A novel microchemical system for rapid liquid-liquid chemistry

Author(s)

Floyd, Tamara M. (Tamara Michelle), 1974-

Other Contributors

Massachusetts Institute of Technology. Dept. of Chemical Engineering.

Advisor

Klavs F. Jensen and Martin A. Schmidt.

Abstract

Microchemical systems are sub-milliliter systems for chemical processes. They are constructed using microfabrication techniques originally developed for the fabrication of microelectronic circuits. The reduction in size, as compared to conventional systems, offers several advantages in improvement of heat and mass transfer and control of flow fields. In addition, microchemical systems are smaller, therefore inherently safer and capable of shorter thermal response times. The focus of this work has been a microchemical system with a multi-inlet contactor for liquid-liquid processes. The systems are fabricated using, primarily, silicon and glass in which feature sizes range from approximately 10 to 500 [mu]m. The multi-inlet contactor consists of 10 alternating inlets for two components. Fluids continuously enter the contactor, are focused by a converging channel, mix and react in a 50 m channel. The contactor is the central element in the microchemical system that also includes a parallel plate heat exchanger, infrared transmission detection capabilities and thin film metal temperature sensors. Quantitative data are obtained using on-chip optical detection methods, integrated thin film sensors, and off-chip pressure sensors. For microchemical systems, the length scales are short. Consequently, Reynolds numbers are small and the flow is laminar. When two or more streams are contacted in a homogeneous system, the flow is stable. The short length scales of the resulting lamellar stream enable rapid diffusion mixing for applications, such as kinetics studies or reaction-rate-limited operation of fast reactions.
(cont.) The mixing characteristics in the multi-inlet contactor are investigated through experiments and simulations. Without optimization, sub-second mixing times are achieved.
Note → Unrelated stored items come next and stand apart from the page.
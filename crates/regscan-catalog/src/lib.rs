//! Peripheral register catalog.
//!
//! A catalog maps absolute addresses and struct member indices to
//! `(peripheral, register)` names. The built-in catalog describes the
//! MIMXRT700 memory map; catalogs can also be loaded from JSON files.

mod builtin;
mod catalog;
mod file;
mod ledger;

pub use builtin::*;
pub use catalog::*;
pub use ledger::AccessLedger;

use thiserror::Error;

/// Catalog construction and loading errors.
#[derive(Error, Debug)]
pub enum CatalogError {
    #[error("IO error: {0}")]
    Io(#[from] std::io::Error),
    #[error("JSON error: {0}")]
    Json(#[from] serde_json::Error),
    #[error("peripheral {peripheral}: invalid address `{value}`")]
    InvalidAddress { peripheral: String, value: String },
    #[error("duplicate peripheral {0}")]
    DuplicatePeripheral(String),
    #[error("address windows of {first} and {second} overlap")]
    OverlappingWindows { first: String, second: String },
    #[error("peripheral {peripheral}: register {register} at {address:#x} is outside its window")]
    RegisterOutsideWindow {
        peripheral: String,
        register: String,
        address: u64,
    },
}

pub type Result<T> = std::result::Result<T, CatalogError>;
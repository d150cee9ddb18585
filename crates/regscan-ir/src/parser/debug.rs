//! Debug metadata table (`!N = !DILocation(...)` and friends).

use std::sync::OnceLock;

use regex::Regex;
use rustc_hash::FxHashMap;

/// Maximum scope hops when looking for a `DIFile`.
const MAX_SCOPE_DEPTH: usize = 32;

static NODE_PATTERN: OnceLock<Regex> = OnceLock::new();
static FIELD_PATTERN: OnceLock<Regex> = OnceLock::new();

/// A specialized metadata node.
#[derive(Clone, Debug, Default)]
struct Node {
    kind: String,
    fields: FxHashMap<String, String>,
}

impl Node {
    fn field(&self, name: &str) -> Option<&str> {
        self.fields.get(name).map(String::as_str)
    }

    /// Field holding a node reference (`scope: !12`).
    fn node_ref(&self, name: &str) -> Option<u32> {
        self.field(name)?.strip_prefix('!')?.parse().ok()
    }
}

/// Debug metadata nodes indexed by id.
#[derive(Clone, Debug, Default)]
pub struct DebugInfo {
    nodes: FxHashMap<u32, Node>,
}

impl DebugInfo {
    /// Record a metadata line if it is a specialized node; other lines are ignored.
    pub fn add_line(&mut self, line: &str) {
        let node_re = NODE_PATTERN.get_or_init(|| {
            Regex::new(r"^!(\d+)\s*=\s*(?:distinct\s+)?!(\w+)\((.*)\)\s*$").unwrap()
        });
        let field_re = FIELD_PATTERN.get_or_init(|| {
            Regex::new(r#"(\w+):\s*("(?:[^"\\]|\\.)*"|![0-9]+|[^,]+)"#).unwrap()
        });
        let Some(caps) = node_re.captures(line) else {
            return;
        };
        let Ok(id) = caps[1].parse::<u32>() else {
            return;
        };
        let fields = field_re
            .captures_iter(&caps[3])
            .map(|f| {
                let value = f[2].trim();
                let value = value
                    .strip_prefix('"')
                    .and_then(|v| v.strip_suffix('"'))
                    .unwrap_or(value);
                (f[1].to_string(), value.to_string())
            })
            .collect();
        self.nodes.insert(
            id,
            Node {
                kind: caps[2].to_string(),
                fields,
            },
        );
    }

    /// Number of nodes recorded.
    pub fn len(&self) -> usize {
        self.nodes.len()
    }

    /// Resolve a `DILocation` id to `(file, line)`.
    pub fn location(&self, id: u32) -> Option<(String, u32)> {
        let node = self.nodes.get(&id)?;
        if node.kind != "DILocation" {
            return None;
        }
        let line = node.field("line").and_then(|l| l.parse().ok()).unwrap_or(0);
        let file = node
            .node_ref("scope")
            .and_then(|scope| self.file_of(scope))
            .unwrap_or_default();
        Some((file, line))
    }

    /// Walk a scope chain to the file it belongs to.
    pub fn file_of(&self, mut id: u32) -> Option<String> {
        for _ in 0..MAX_SCOPE_DEPTH {
            let node = self.nodes.get(&id)?;
            if node.kind == "DIFile" {
                return node.field("filename").map(str::to_string);
            }
            id = node.node_ref("file").or_else(|| node.node_ref("scope"))?;
        }
        None
    }
}

#[cfg(test)]
mod tests {
    use super::*;

    fn sample() -> DebugInfo {
        let mut info = DebugInfo::default();
        for line in [
            r#"!1 = !DIFile(filename: "board.c", directory: "/src")"#,
            r#"!7 = distinct !DISubprogram(name: "BOARD_ConfigMPU", scope: !1, file: !1, line: 40, type: !8, unit: !0)"#,
            "!9 = distinct !DILexicalBlock(scope: !7, file: !1, line: 44, column: 5)",
            "!20 = !DILocation(line: 45, column: 9, scope: !9)",
            "!21 = !{i32 7, !\"Dwarf Version\", i32 5}",
        ] {
            info.add_line(line);
        }
        info
    }

    #[test]
    fn test_location_through_lexical_block() {
        let info = sample();
        assert_eq!(info.location(20), Some(("board.c".to_string(), 45)));
    }

    #[test]
    fn test_non_location_ids() {
        let info = sample();
        assert_eq!(info.len(), 4);
        assert_eq!(info.location(7), None);
        assert_eq!(info.location(99), None);
    }
}
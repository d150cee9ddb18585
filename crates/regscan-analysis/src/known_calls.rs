//! Register effects of well-known SDK helper calls.
//!
//! Calls to these helpers are summarized by a single synthesized access
//! instead of walking into the helper body.

use regscan_catalog::{
    CLKCTL0_BASE, GPIO0_BASE, IOPCTL_BANKS, IOPCTL_PORT_STRIDE, MPU_BASE, PERIPHERAL_WINDOW,
    RSTCTL0_BASE, XCACHE0_BASE, XCACHE1_BASE, iopctl_register_name,
};
use regscan_ir::{Callee, Function, InstKind, Instruction, Operand};
use tracing::trace;

use crate::access::{AccessType, PendingAccess, RegisterValue, full_width_bits};
use crate::classify::location_of;
use crate::resolver::AddressResolver;
use crate::values::extract_constant;

/// Width of every synthesized access.
const CALL_DATA_SIZE: u32 = 32;

/// A fixed register written by a helper.
#[derive(Clone, Copy, Debug)]
struct Target {
    peripheral: &'static str,
    base: u64,
    offset: u64,
    register: &'static str,
}

impl Target {
    const fn new(peripheral: &'static str, base: u64, offset: u64, register: &'static str) -> Self {
        Self {
            peripheral,
            base,
            offset,
            register,
        }
    }

    const fn address(self) -> u64 {
        self.base + self.offset
    }
}

const RESET_CLEAR: Target = Target::new("RSTCTL0", RSTCTL0_BASE, 0x40, "PRSTCTLCLR0");
const MAIN_CLOCK_SELECT: Target = Target::new("CLKCTL0", CLKCTL0_BASE, 0x70, "MAINCLKSELA");
const SYSTEM_CLOCK_DIVIDER: Target = Target::new("CLKCTL0", CLKCTL0_BASE, 0x30, "SYSTEMCLKDIV");
const MPU_CTRL: Target = Target::new("MPU", MPU_BASE, 0x04, "CTRL");
const MPU_RBAR: Target = Target::new("MPU", MPU_BASE, 0x0C, "RBAR");
const MPU_MAIR0: Target = Target::new("MPU", MPU_BASE, 0x30, "MAIR0");
const XCACHE0_CCR: Target = Target::new("XCACHE0", XCACHE0_BASE, 0x00, "CCR");
const XCACHE1_CCR: Target = Target::new("XCACHE1", XCACHE1_BASE, 0x00, "CCR");
const GPIO_PDOR: Target = Target::new("GPIO0", GPIO0_BASE, 0x00, "PDOR");
const GPIO_PDIR: Target = Target::new("GPIO0", GPIO0_BASE, 0x10, "PDIR");
const GPIO_PDDR: Target = Target::new("GPIO0", GPIO0_BASE, 0x14, "PDDR");

/// MPU_CTRL bits.
const MPU_CTRL_ENABLE: u64 = 1 << 0;
const MPU_CTRL_HFNMIENA: u64 = 1 << 1;
const MPU_CTRL_PRIVDEFENA: u64 = 1 << 2;

/// Register effect of one recognized call.
#[derive(Clone, Debug)]
struct Effect {
    peripheral: String,
    register: String,
    address: u64,
    access_type: AccessType,
    value: RegisterValue,
    bits: Vec<String>,
    purpose: String,
}

impl Effect {
    fn write(target: Target, value: RegisterValue, purpose: impl Into<String>) -> Self {
        Self {
            peripheral: target.peripheral.to_string(),
            register: target.register.to_string(),
            address: target.address(),
            access_type: AccessType::FunctionCallWrite,
            value,
            bits: vec![full_width_bits(CALL_DATA_SIZE)],
            purpose: purpose.into(),
        }
    }

    fn with_bits(mut self, bits: &[&str]) -> Self {
        self.bits = bits.iter().map(|b| (*b).to_string()).collect();
        self
    }
}

/// Arguments of a recognized call, evaluated in the calling function.
struct CallArgs<'a> {
    func: &'a Function,
    args: &'a [Operand],
    resolver: &'a AddressResolver<'a>,
}

impl CallArgs<'_> {
    fn constant(&self, index: usize) -> Option<u64> {
        self.args.get(index)?.as_const_int()
    }

    /// Constant, possibly folded from a two-constant `or`/`and`.
    fn folded(&self, index: usize) -> Option<u64> {
        extract_constant(self.func, self.args.get(index)?)
    }

    fn address(&self, index: usize) -> u64 {
        self.args
            .get(index)
            .map_or(0, |arg| self.resolver.resolve(self.func, arg))
    }
}

type Handler = fn(&CallArgs<'_>) -> Option<Effect>;

/// Recognized helpers by exact callee name.
const KNOWN_CALLS: &[(&str, Handler)] = &[
    ("IOPCTL_PinMuxSet", pin_mux_set),
    ("RESET_ClearPeripheralReset", clear_peripheral_reset),
    ("CLOCK_AttachClk", attach_clock),
    ("CLOCK_SetClkDiv", set_clock_divider),
    ("ARM_MPU_SetRegion", mpu_set_region),
    ("ARM_MPU_Enable", mpu_enable),
    ("ARM_MPU_Disable", mpu_disable),
    ("ARM_MPU_SetMemAttr", mpu_set_mem_attr),
    ("XCACHE_EnableCache", cache_enable),
    ("XCACHE_DisableCache", cache_disable),
    ("GPIO_PinWrite", gpio_pin_write),
    ("GPIO_PinRead", gpio_pin_read),
    ("GPIO_PinInit", gpio_pin_init),
];

fn clear_peripheral_reset(_: &CallArgs<'_>) -> Option<Effect> {
    Some(Effect::write(RESET_CLEAR, RegisterValue::Runtime, "Clear peripheral reset"))
}

fn attach_clock(_: &CallArgs<'_>) -> Option<Effect> {
    Some(Effect::write(MAIN_CLOCK_SELECT, RegisterValue::Runtime, "Attach clock source"))
}

fn set_clock_divider(_: &CallArgs<'_>) -> Option<Effect> {
    Some(Effect::write(SYSTEM_CLOCK_DIVIDER, RegisterValue::Runtime, "Set clock divider"))
}

/// `ARM_MPU_SetRegion(rnr, rbar, rlar)`
fn mpu_set_region(args: &CallArgs<'_>) -> Option<Effect> {
    Some(Effect::write(MPU_RBAR, args.constant(1).into(), "MPU region configuration"))
}

fn mpu_disable(_: &CallArgs<'_>) -> Option<Effect> {
    Some(Effect::write(MPU_CTRL, RegisterValue::Known(0), "MPU disable").with_bits(&["ENABLE"]))
}

/// `ARM_MPU_SetMemAttr(idx, attr)`
fn mpu_set_mem_attr(args: &CallArgs<'_>) -> Option<Effect> {
    let value = args.constant(0).and(args.constant(1));
    Some(
        Effect::write(MPU_MAIR0, value.into(), "MPU memory attribute configuration")
            .with_bits(&["Attr0", "Attr1", "Attr2", "Attr3"]),
    )
}

fn cache_enable(_: &CallArgs<'_>) -> Option<Effect> {
    Some(Effect::write(XCACHE0_CCR, RegisterValue::Runtime, "Cache enable"))
}

/// `XCACHE_DisableCache(instance)`: instance 1 or the XCACHE1 base selects XCACHE1.
fn cache_disable(args: &CallArgs<'_>) -> Option<Effect> {
    let target = if args.constant(0) == Some(1) || args.address(0) == XCACHE1_BASE {
        XCACHE1_CCR
    } else {
        XCACHE0_CCR
    };
    Some(Effect::write(target, RegisterValue::Runtime, "Cache disable"))
}

fn gpio_pin_read(_: &CallArgs<'_>) -> Option<Effect> {
    let mut effect = Effect::write(GPIO_PDIR, RegisterValue::Runtime, "Read GPIO pin");
    effect.access_type = AccessType::FunctionCallRead;
    Some(effect)
}

fn gpio_pin_init(_: &CallArgs<'_>) -> Option<Effect> {
    Some(Effect::write(GPIO_PDDR, RegisterValue::Runtime, "Configure GPIO pin direction"))
}

/// `IOPCTL_PinMuxSet([base,] port, pin, mode)`
fn pin_mux_set(args: &CallArgs<'_>) -> Option<Effect> {
    let first = usize::from(args.args.len() > 3);
    let port = u32::try_from(args.constant(first)?).ok()?;
    let pin = u32::try_from(args.constant(first + 1)?).ok()?;

    let &(name, base, first_port, _) = IOPCTL_BANKS
        .iter()
        .rev()
        .find(|&&(_, _, first_port, _)| port >= first_port)?;
    let offset = u64::from(port - first_port) * IOPCTL_PORT_STRIDE + u64::from(pin) * 4;
    if offset >= PERIPHERAL_WINDOW {
        return None;
    }

    let register = iopctl_register_name(port, pin);
    Some(Effect {
        peripheral: name.to_string(),
        purpose: format!("Pin mux configuration for {register}"),
        register,
        address: base + offset,
        access_type: AccessType::FunctionCallWrite,
        value: args.constant(first + 2).into(),
        bits: vec![full_width_bits(CALL_DATA_SIZE)],
    })
}

/// `ARM_MPU_Enable(flags)`: CTRL = flags | ENABLE.
fn mpu_enable(args: &CallArgs<'_>) -> Option<Effect> {
    let Some(flags) = args.folded(0) else {
        return Some(
            Effect::write(MPU_CTRL, RegisterValue::Runtime, "MPU enable").with_bits(&["ENABLE"]),
        );
    };
    let mut bits = vec!["ENABLE"];
    if flags & MPU_CTRL_HFNMIENA != 0 {
        bits.push("HFNMIENA");
    }
    if flags & MPU_CTRL_PRIVDEFENA != 0 {
        bits.push("PRIVDEFENA");
    }
    Some(
        Effect::write(
            MPU_CTRL,
            RegisterValue::Known(flags | MPU_CTRL_ENABLE),
            "MPU enable",
        )
        .with_bits(&bits),
    )
}

/// `GPIO_PinWrite(base, pin, level)`
fn gpio_pin_write(args: &CallArgs<'_>) -> Option<Effect> {
    let level = args.constant(2);
    let purpose = match level {
        Some(0) => "Set GPIO pin LOW",
        Some(_) => "Set GPIO pin HIGH",
        None => "Write GPIO pin",
    };
    let mut effect = Effect::write(GPIO_PDOR, level.into(), purpose);
    if let Some(pin) = args.constant(1) {
        effect.bits = vec![format!("bit_{pin}")];
    }
    Some(effect)
}

/// Check if `name` is one of the recognized helpers.
pub fn is_known_call(name: &str) -> bool {
    KNOWN_CALLS.iter().any(|(n, _)| *n == name)
}

/// Synthesizes accesses for calls to recognized helpers.
pub struct KnownCallRecognizer<'a> {
    resolver: &'a AddressResolver<'a>,
}

impl<'a> KnownCallRecognizer<'a> {
    pub fn new(resolver: &'a AddressResolver<'a>) -> Self {
        Self { resolver }
    }

    /// Synthesize the access of a call instruction in `func`, if the callee
    /// is recognized and its arguments decode.
    pub fn recognize(&self, func: &Function, inst: &Instruction) -> Option<PendingAccess> {
        let InstKind::Call {
            callee: Callee::Direct(callee),
            args,
        } = &inst.kind
        else {
            return None;
        };
        let (_, handler) = KNOWN_CALLS.iter().find(|(n, _)| *n == callee.as_str())?;
        let effect = handler(&CallArgs {
            func,
            args,
            resolver: self.resolver,
        })?;
        trace!(
            "{} -> {}/{} in {}",
            callee, effect.peripheral, effect.register, func.name
        );

        let (value_written, value_read) = PendingAccess::value_fields(effect.access_type, effect.value);
        Some(PendingAccess {
            peripheral: effect.peripheral,
            register: effect.register,
            address: effect.address,
            access_type: effect.access_type,
            data_size: CALL_DATA_SIZE,
            bits_modified: effect.bits,
            location: location_of(func, inst),
            purpose: effect.purpose,
            value_written,
            value_read,
            priority_key: callee.clone(),
        })
    }
}

#[cfg(test)]
mod tests {
    use super::*;
    use regscan_catalog::PeripheralCatalog;
    use regscan_ir::parse_module;

    const MODULE: &str = r"
define void @BOARD_ConfigMPU() {
  call void @XCACHE_DisableCache(ptr noundef inttoptr (i32 1075380224 to ptr))
  call void @XCACHE_DisableCache(i32 noundef 1)
  call void @XCACHE_DisableCache(i32 noundef 0)
  call void @ARM_MPU_Disable()
  call void @ARM_MPU_SetMemAttr(i32 noundef 0, i32 noundef 68)
  call void @ARM_MPU_SetRegion(i32 noundef 0, i32 noundef 536870912, i32 noundef 536936449)
  call void @ARM_MPU_Enable(i32 noundef 6)
  call void @ARM_MPU_Enable(i32 noundef or (i32 2, i32 4))
  call void @ARM_MPU_Enable(i32 noundef %flags)
  call void @XCACHE_EnableCache(ptr noundef inttoptr (i32 1075314688 to ptr))
  ret void
}

define void @BOARD_InitPins() {
  tail call void @IOPCTL_PinMuxSet(i32 noundef 0, i32 noundef 31, i32 noundef 321)
  tail call void @IOPCTL_PinMuxSet(ptr noundef null, i32 noundef 9, i32 noundef 3, i32 noundef 1)
  tail call void @IOPCTL_PinMuxSet(i32 noundef 11, i32 noundef 2, i32 noundef %m)
  tail call void @IOPCTL_PinMuxSet(i32 noundef %p, i32 noundef 2, i32 noundef 1)
  tail call void @IOPCTL_PinMuxSet(i32 noundef 43, i32 noundef 0, i32 noundef 1)
  call void @GPIO_PinWrite(ptr noundef null, i32 noundef 5, i8 noundef 1)
  call void @GPIO_PinWrite(ptr noundef null, i32 noundef 5, i8 noundef 0)
  %r = call i32 @GPIO_PinRead(ptr noundef null, i32 noundef 5)
  call void @unrelated(i32 1)
  ret void
}
";

    fn recognize_all(name: &str) -> Vec<PendingAccess> {
        let module = parse_module(MODULE, "k.ll").unwrap();
        let catalog = PeripheralCatalog::mimxrt700();
        let resolver = AddressResolver::new(&module, &catalog);
        let recognizer = KnownCallRecognizer::new(&resolver);
        let func = module.function(name).unwrap();
        func.blocks
            .iter()
            .flat_map(|b| &b.instructions)
            .filter_map(|i| recognizer.recognize(func, i))
            .collect()
    }

    #[test]
    fn test_cache_and_mpu() {
        let r = recognize_all("BOARD_ConfigMPU");
        assert_eq!(r.len(), 10);

        // Disable by base pointer, by instance, default
        assert_eq!((r[0].peripheral.as_str(), r[0].address), ("XCACHE1", XCACHE1_BASE));
        assert_eq!((r[1].peripheral.as_str(), r[1].address), ("XCACHE1", XCACHE1_BASE));
        assert_eq!((r[2].peripheral.as_str(), r[2].address), ("XCACHE0", XCACHE0_BASE));
        assert!(r[0].purpose.to_lowercase().contains("cache disable"));

        assert_eq!(r[3].register, "CTRL");
        assert_eq!(r[3].value_written, Some(RegisterValue::Known(0)));
        assert_eq!(r[3].bits_modified, vec!["ENABLE"]);

        assert_eq!(r[4].register, "MAIR0");
        assert_eq!(r[4].value_written, Some(RegisterValue::Known(68)));
        assert_eq!(r[4].bits_modified.len(), 4);

        assert_eq!(r[5].register, "RBAR");
        assert_eq!(r[5].address, 0xE000_ED9C);
        assert_eq!(r[5].value_written, Some(RegisterValue::Known(0x2000_0000)));

        for enable in &r[6..8] {
            assert_eq!(enable.address, 0xE000_ED94);
            assert_eq!(enable.value_written, Some(RegisterValue::Known(0x7)));
            assert_eq!(enable.bits_modified, vec!["ENABLE", "HFNMIENA", "PRIVDEFENA"]);
            assert_eq!(enable.access_type, AccessType::FunctionCallWrite);
            assert!(enable.purpose.to_lowercase().contains("mpu enable"));
        }
        assert_eq!(r[8].value_written, Some(RegisterValue::Runtime));
        assert_eq!(r[8].bits_modified, vec!["ENABLE"]);

        assert_eq!(r[9].peripheral, "XCACHE0");
        assert_eq!(r[9].priority_key, "XCACHE_EnableCache");
        assert_eq!(r[9].location.function, "BOARD_ConfigMPU");
    }

    #[test]
    fn test_pin_mux_and_gpio() {
        let r = recognize_all("BOARD_InitPins");
        // Non-constant port and out-of-window pin produce nothing
        assert_eq!(r.len(), 6);

        assert_eq!(r[0].peripheral, "IOPCTL0");
        assert_eq!(r[0].register, "PIO0_31");
        assert_eq!(r[0].address, 0x4000_4000 + 31 * 4);
        assert_eq!(r[0].value_written, Some(RegisterValue::Known(321)));

        assert_eq!(r[1].peripheral, "IOPCTL1");
        assert_eq!(r[1].register, "PIO9_3");
        assert_eq!(r[1].address, 0x4006_4000 + 0x80 + 12);

        assert_eq!(r[2].peripheral, "IOPCTL2");
        assert_eq!(r[2].address, 0x400A_5000 + 8);
        assert_eq!(r[2].value_written, Some(RegisterValue::Runtime));

        assert_eq!(r[3].purpose, "Set GPIO pin HIGH");
        assert_eq!(r[3].bits_modified, vec!["bit_5"]);
        assert_eq!(r[4].purpose, "Set GPIO pin LOW");
        assert_eq!(r[4].value_written, Some(RegisterValue::Known(0)));

        assert_eq!(r[5].register, "PDIR");
        assert_eq!(r[5].access_type, AccessType::FunctionCallRead);
        assert_eq!(r[5].value_written, None);
        assert_eq!(r[5].value_read, Some(RegisterValue::Runtime));
    }

    #[test]
    fn test_is_known_call() {
        assert!(is_known_call("ARM_MPU_Enable"));
        assert!(!is_known_call("arm_mpu_enable"));
        assert!(!is_known_call("unrelated"));
    }
}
By using experiments and simulations to gain a better understanding of diffusion mixing in the system, 99% mixing is achieved in less than 25 ms. Characterization of the microchemical system also includes determining the overall heat transfer coefficient for the parallel plate heat exchanger and demonstrating on-chip infrared transmission detection from 4000-1000 cm-1. Thus, these devices combine all the features necessary for kinetic studies, specifically control of residence time, control and monitoring of temperature, and concentration measurement by infrared spectroscopy. As a demonstration of microchemical systems as tools for kinetics studies, the microchemical mixer was used with in situ Fourier Transform infrared spectroscopy to monitor the alkaline hydrolysis of methyl formate. This reaction follows second order kinetics and is fast with a half life of 70 ms for the conditions used in this study. The rate constant that was extracted was in good agreement with the literature value. Moreover, in contrast to a previous study, no sample post processing was needed and the half-life of the reaction was reduced by an order of magnitude. Microchemical systems can also be useful tools in achieving and understanding heterogeneous fluid contacting. When an aqueous phase and organic phase are contacted in a 1:1 volumetric ratio, flow segregation can occur ...

Description

Thesis (Ph. D.)--Massachusetts Institute of Technology, Dept. of Chemical Engineering, February 2002.
Includes bibliographical references (leaves 110-119).

Date issued

2002

URI

http://hdl.handle.net/1721.1/8273

Department

Massachusetts Institute of Technology. Department of Chemical Engineering

Publisher

Massachusetts Institute of Technology

Keywords

Chemical Engineering.